[Work to be completed] Below is a block of records. Copy every line in it that contains the word "TreeBuilder".

[Stored items]
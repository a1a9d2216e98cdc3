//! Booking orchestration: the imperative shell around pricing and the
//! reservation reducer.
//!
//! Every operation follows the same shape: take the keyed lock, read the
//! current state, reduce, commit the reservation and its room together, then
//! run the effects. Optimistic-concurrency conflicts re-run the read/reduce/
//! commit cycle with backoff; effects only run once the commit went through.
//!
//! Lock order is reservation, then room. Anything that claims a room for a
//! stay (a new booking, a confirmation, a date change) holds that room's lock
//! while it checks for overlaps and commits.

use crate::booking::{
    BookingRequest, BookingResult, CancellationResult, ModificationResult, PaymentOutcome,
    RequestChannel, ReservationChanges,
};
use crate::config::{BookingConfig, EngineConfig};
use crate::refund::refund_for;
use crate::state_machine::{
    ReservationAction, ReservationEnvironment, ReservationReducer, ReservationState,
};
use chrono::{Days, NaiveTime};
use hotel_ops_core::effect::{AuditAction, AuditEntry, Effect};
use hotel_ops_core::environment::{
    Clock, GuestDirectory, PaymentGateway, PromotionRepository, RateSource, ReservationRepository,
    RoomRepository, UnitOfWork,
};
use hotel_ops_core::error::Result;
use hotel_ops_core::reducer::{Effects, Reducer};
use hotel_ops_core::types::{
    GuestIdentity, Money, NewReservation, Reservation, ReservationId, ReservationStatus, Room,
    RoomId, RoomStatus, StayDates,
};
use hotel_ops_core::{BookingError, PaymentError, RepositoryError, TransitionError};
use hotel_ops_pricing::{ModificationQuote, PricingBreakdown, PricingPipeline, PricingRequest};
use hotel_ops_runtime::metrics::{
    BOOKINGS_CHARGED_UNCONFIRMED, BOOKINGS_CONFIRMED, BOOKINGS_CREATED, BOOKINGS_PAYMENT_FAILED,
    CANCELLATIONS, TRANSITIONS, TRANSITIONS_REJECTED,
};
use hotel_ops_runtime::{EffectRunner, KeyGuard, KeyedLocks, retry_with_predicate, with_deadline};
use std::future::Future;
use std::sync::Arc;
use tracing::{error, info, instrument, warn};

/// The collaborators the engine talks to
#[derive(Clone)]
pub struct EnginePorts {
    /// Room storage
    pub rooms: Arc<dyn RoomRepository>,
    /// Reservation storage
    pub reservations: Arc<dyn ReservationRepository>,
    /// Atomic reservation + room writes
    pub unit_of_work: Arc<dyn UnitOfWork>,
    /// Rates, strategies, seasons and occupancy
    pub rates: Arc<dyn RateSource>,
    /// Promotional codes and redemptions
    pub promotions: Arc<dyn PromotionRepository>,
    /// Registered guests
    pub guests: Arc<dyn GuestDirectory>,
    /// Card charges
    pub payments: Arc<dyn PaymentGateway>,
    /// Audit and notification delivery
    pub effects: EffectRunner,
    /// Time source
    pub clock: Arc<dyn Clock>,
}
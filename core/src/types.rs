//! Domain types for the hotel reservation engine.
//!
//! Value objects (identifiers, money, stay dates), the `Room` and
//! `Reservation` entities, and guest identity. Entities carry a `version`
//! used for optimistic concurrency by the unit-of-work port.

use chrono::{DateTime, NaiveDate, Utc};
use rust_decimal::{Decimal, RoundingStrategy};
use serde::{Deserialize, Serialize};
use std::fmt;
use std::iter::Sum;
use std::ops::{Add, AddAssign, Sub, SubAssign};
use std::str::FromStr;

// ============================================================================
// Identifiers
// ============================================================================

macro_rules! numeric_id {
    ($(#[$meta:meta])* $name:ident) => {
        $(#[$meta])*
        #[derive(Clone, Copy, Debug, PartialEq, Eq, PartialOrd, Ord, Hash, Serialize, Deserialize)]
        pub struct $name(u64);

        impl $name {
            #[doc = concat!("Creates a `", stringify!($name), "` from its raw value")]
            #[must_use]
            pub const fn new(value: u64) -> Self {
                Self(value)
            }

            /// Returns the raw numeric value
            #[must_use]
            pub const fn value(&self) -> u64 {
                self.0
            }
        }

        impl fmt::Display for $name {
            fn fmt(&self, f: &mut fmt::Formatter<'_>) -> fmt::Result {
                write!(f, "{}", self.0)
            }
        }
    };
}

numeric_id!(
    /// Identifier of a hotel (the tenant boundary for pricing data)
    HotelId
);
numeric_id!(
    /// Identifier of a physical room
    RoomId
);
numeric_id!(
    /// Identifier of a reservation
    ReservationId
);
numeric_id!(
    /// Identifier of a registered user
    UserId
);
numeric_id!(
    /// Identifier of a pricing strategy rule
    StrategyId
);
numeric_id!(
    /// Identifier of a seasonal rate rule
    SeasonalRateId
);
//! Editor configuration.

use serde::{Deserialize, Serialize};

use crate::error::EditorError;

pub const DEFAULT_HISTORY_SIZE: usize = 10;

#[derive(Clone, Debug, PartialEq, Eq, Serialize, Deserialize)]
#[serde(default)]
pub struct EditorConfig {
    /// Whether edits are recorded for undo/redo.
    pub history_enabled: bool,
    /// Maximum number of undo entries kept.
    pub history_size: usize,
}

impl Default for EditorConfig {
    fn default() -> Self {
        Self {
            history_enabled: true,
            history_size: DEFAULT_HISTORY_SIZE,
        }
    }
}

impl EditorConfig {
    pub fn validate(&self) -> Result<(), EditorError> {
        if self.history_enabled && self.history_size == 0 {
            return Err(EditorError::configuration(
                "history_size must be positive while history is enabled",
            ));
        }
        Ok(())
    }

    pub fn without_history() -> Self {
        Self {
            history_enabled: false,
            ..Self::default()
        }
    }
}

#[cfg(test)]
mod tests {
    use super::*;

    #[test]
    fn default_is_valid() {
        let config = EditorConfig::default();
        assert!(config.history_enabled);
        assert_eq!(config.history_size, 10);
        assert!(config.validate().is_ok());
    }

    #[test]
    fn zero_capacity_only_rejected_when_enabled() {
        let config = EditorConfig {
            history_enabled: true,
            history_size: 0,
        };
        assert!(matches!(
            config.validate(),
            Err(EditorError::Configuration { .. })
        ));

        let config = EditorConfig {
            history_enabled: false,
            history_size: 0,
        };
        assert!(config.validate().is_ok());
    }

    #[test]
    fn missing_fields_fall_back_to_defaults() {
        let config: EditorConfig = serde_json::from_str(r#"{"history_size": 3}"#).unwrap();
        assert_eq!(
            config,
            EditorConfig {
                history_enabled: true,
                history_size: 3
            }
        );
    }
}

...

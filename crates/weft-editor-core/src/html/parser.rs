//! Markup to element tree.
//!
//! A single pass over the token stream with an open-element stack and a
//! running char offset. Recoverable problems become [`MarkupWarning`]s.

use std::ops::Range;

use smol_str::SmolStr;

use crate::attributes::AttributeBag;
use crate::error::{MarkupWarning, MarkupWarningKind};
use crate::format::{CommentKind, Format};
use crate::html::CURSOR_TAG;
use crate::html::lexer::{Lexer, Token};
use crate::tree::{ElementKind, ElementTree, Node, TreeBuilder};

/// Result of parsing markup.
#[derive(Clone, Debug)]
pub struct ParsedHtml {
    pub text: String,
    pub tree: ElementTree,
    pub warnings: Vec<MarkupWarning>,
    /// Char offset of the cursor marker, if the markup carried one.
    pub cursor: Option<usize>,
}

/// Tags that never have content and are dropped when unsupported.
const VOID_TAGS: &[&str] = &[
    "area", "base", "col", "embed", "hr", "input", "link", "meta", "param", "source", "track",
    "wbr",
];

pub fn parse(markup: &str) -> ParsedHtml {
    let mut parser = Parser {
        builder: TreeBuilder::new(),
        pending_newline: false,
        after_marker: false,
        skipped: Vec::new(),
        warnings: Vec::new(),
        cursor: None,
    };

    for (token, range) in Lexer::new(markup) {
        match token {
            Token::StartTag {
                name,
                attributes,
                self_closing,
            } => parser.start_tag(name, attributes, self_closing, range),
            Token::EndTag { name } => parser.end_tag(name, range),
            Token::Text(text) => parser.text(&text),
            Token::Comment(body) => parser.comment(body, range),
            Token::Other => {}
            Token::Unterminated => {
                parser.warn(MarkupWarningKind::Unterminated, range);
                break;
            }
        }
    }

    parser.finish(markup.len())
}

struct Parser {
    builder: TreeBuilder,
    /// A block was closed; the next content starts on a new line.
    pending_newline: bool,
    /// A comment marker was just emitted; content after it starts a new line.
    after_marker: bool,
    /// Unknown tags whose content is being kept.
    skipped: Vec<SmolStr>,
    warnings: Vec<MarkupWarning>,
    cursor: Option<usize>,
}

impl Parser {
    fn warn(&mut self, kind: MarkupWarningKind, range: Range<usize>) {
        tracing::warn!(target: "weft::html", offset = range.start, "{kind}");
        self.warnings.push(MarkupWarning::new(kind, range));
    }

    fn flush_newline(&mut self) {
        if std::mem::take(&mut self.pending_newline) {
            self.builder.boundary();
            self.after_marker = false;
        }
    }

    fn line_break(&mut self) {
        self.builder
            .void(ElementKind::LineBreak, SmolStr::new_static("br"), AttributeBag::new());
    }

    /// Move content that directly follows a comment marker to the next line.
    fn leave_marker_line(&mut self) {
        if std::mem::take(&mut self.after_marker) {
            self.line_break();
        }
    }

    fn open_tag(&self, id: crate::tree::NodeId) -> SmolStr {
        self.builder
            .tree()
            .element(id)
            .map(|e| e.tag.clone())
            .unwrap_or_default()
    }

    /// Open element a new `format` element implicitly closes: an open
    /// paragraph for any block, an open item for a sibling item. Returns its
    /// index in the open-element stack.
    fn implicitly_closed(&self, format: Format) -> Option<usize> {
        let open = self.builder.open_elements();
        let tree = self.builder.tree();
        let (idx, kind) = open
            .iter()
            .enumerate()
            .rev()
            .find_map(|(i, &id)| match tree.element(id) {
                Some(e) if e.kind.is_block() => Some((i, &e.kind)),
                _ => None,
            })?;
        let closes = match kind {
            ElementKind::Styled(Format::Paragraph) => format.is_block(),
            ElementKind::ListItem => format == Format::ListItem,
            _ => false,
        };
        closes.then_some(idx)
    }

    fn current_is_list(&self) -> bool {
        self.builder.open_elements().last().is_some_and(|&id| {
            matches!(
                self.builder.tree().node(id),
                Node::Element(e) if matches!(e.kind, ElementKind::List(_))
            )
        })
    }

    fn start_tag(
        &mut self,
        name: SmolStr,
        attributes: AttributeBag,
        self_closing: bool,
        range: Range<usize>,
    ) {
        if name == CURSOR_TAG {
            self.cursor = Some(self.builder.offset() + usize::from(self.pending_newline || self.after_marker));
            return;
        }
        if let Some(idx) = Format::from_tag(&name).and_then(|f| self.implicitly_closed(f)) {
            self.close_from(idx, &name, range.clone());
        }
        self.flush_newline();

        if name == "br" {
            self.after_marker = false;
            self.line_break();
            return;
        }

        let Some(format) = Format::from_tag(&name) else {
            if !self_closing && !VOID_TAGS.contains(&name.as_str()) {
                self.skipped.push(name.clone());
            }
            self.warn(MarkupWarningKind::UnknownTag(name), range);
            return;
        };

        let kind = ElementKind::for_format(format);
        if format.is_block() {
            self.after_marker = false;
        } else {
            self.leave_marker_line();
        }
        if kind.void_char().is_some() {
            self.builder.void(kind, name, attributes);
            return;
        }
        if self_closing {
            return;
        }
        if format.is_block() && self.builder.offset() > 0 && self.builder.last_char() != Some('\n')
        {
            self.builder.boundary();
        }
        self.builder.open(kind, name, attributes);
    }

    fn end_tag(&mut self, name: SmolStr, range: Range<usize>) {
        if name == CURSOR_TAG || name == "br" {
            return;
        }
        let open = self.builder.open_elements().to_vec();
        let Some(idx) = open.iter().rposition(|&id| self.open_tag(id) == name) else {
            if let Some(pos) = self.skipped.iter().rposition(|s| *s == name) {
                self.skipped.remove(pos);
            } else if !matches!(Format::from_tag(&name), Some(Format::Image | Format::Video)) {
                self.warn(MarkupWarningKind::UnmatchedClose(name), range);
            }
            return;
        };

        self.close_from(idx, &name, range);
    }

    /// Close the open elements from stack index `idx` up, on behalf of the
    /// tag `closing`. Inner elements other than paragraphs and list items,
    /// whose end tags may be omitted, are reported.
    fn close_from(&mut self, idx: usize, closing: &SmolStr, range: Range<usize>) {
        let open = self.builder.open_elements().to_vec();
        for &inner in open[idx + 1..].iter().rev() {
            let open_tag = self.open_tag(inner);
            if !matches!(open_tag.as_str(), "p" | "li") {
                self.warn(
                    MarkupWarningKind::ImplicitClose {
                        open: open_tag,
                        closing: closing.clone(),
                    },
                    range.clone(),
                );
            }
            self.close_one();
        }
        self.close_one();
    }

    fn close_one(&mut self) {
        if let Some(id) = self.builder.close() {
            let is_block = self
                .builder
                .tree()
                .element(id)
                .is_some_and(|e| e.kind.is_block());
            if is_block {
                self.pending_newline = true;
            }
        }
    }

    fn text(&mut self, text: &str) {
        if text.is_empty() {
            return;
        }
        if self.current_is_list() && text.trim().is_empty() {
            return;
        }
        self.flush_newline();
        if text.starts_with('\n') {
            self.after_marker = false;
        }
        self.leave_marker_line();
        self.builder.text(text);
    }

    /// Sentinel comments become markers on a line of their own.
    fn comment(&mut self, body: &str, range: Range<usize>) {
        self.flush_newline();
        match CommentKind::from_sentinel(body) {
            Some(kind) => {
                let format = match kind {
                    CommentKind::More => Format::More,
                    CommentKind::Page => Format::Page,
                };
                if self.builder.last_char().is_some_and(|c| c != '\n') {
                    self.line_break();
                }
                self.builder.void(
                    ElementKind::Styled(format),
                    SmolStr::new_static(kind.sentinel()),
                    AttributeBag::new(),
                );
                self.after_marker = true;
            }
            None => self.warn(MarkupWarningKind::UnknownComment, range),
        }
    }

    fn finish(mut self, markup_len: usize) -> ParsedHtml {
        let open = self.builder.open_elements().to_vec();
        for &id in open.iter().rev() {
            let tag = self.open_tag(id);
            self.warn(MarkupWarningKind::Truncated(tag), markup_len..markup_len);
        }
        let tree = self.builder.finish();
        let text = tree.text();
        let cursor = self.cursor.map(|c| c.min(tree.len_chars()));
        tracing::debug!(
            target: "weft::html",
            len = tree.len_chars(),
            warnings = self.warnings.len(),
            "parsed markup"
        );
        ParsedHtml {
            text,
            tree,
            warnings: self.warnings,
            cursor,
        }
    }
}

[The completed task]
use crate::tree::{ElementKind, ElementTree, Node, TreeBuilder};
        builder: TreeBuilder::new(),
    builder: TreeBuilder,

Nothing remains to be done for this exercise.